Infotainment-wise, a prominent 7.0- or 12.3-inch touchscreen offers easy access to the Accord’s system. All models come standard with a 10.2-inch digital gauge display. While Apple CarPlay and Android Auto are inclusive across the lineup, the larger 12.3-inch touchscreen provides wireless connectivity for these features. The top-tier Touring trims boast additional perks like a wireless smartphone charging pad, a 6.0-inch head-up display, and a 12-speaker Bose stereo system.

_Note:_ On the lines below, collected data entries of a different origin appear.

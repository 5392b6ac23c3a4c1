//! Headlight flicker: a slow fade down, then a slow fade back up, at random
//! intervals. Driven by elapsed seconds so it runs the same at any frame rate.

use bevy::prelude::*;
use rand::Rng;

/// Dimmed level a fade-out settles on when it does not go fully dark.
const DIM_LEVEL: f32 = 0.3;

#[derive(Debug, Clone, Copy, PartialEq, Eq)]
pub enum FlickerPhase {
    Idle,
    FadingOut,
    FadingIn,
}

#[derive(Component, Debug, Clone, PartialEq)]
pub struct FlickerState {
    pub phase: FlickerPhase,
    pub original_intensity: f32,
    pub current: f32,
    pub next_flicker: f32,
    fade_start: f32,
    fade_duration: f32,
    start_intensity: f32,
    end_intensity: f32,
}

impl FlickerState {
    pub fn new(original_intensity: f32, rng: &mut impl Rng) -> Self {
        Self {
            phase: FlickerPhase::Idle,
            original_intensity,
            current: original_intensity,
            next_flicker: 2.0 + rng.random::<f32>() * 3.0,
            fade_start: 0.0,
            fade_duration: 0.0,
            start_intensity: original_intensity,
            end_intensity: original_intensity,
        }
    }

    /// Advances to `elapsed` seconds and returns the current intensity.
    pub fn update(&mut self, elapsed: f32, rng: &mut impl Rng) -> f32 {
        if self.phase == FlickerPhase::Idle && elapsed > self.next_flicker {
            let target = if rng.random::<f32>() < 0.5 {
                DIM_LEVEL.min(self.original_intensity)
            } else {
                0.0
            };
            self.begin_fade(FlickerPhase::FadingOut, target, elapsed, rng);
        }

        if self.phase == FlickerPhase::Idle {
            return self.current;
        }

        let progress = (elapsed - self.fade_start) / self.fade_duration;
        if progress >= 1.0 {
            self.current = self.end_intensity;
            match self.phase {
                FlickerPhase::FadingOut => {
                    self.begin_fade(FlickerPhase::FadingIn, self.original_intensity, elapsed, rng);
                }
                _ => {
                    self.phase = FlickerPhase::Idle;
                    self.next_flicker = elapsed + 2.0 + rng.random::<f32>() * 3.0;
                }
            }
        } else {
            let progress = progress.max(0.0);
            self.current =
                self.start_intensity + (self.end_intensity - self.start_intensity) * progress;
        }
        self.current
    }

    /// Current output as a fraction of the undimmed intensity.
    pub fn level(&self) -> f32 {
        if self.original_intensity > 0.0 {
            self.current / self.original_intensity
        } else {
            0.0
        }
    }

    fn begin_fade(&mut self, phase: FlickerPhase, target: f32, elapsed: f32, rng: &mut impl Rng) {
        self.phase = phase;
        self.fade_start = elapsed;
        self.fade_duration = 5.0 + rng.random::<f32>() * 5.0;
        self.start_intensity = self.current;
        self.end_intensity = target;
    }
}

#[cfg(test)]
mod tests {
    use super::*;
    use crate::engine::core::random::CityRng;

    #[test]
    fn starts_idle_at_full_intensity() {
        let mut rng = CityRng::from_seed(3).0;
        let flicker = FlickerState::new(0.8, &mut rng);
        assert_eq!(flicker.phase, FlickerPhase::Idle);
        assert_eq!(flicker.current, 0.8);
        assert!((2.0..5.0).contains(&flicker.next_flicker));
        assert_eq!(flicker.level(), 1.0);
    }

    #[test]
    fn stays_idle_until_the_scheduled_flicker() {
        let mut rng = CityRng::from_seed(3).0;
        let mut flicker = FlickerState::new(0.8, &mut rng);
        let before = flicker.next_flicker - 0.01;
        assert_eq!(flicker.update(before, &mut rng), 0.8);
        assert_eq!(flicker.phase, FlickerPhase::Idle);
    }

    #[test]
    fn full_cycle_dims_then_recovers() {
        let mut rng = CityRng::from_seed(11).0;
        let mut flicker = FlickerState::new(0.8, &mut rng);
        let start = flicker.next_flicker + 0.01;
        flicker.update(start, &mut rng);
        assert_eq!(flicker.phase, FlickerPhase::FadingOut);

        let mut t = start;
        let mut lowest = f32::MAX;
        while flicker.phase != FlickerPhase::FadingIn {
            t += 0.1;
            lowest = lowest.min(flicker.update(t, &mut rng));
        }
        assert!(lowest == 0.0 || (lowest - 0.3).abs() < 1e-6);

        while flicker.phase != FlickerPhase::Idle {
            t += 0.1;
            flicker.update(t, &mut rng);
        }
        assert_eq!(flicker.current, 0.8);
        assert!(flicker.next_flicker >= t + 2.0);
    }

    #[test]
    fn output_stays_between_zero_and_original() {
        let mut rng = CityRng::from_seed(2077).0;
        let mut flicker = FlickerState::new(0.8, &mut rng);
        for frame in 0..60 * 120 {
            let current = flicker.update(frame as f32 / 60.0, &mut rng);
            assert!((0.0..=0.8).contains(&current), "frame {frame}: {current}");
        }
    }
}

Safety features are comprehensive, with all Accords equipped with Honda Sensing, offering automated emergency braking, lane-departure warning with lane-keeping assist, adaptive cruise control, and traffic sign recognition. For detailed crash test results, one can refer to the NHTSA and IIHS websites.

Honda’s warranty coverage spans three years, or 36,000 miles, for the limited warranty and five years, or 60,000 miles, for the powertrain warranty. Notably, the Accord distinguishes itself in this class by offering complimentary scheduled maintenance for two years or 24,000 miles, a feature also found in the Toyota Camry.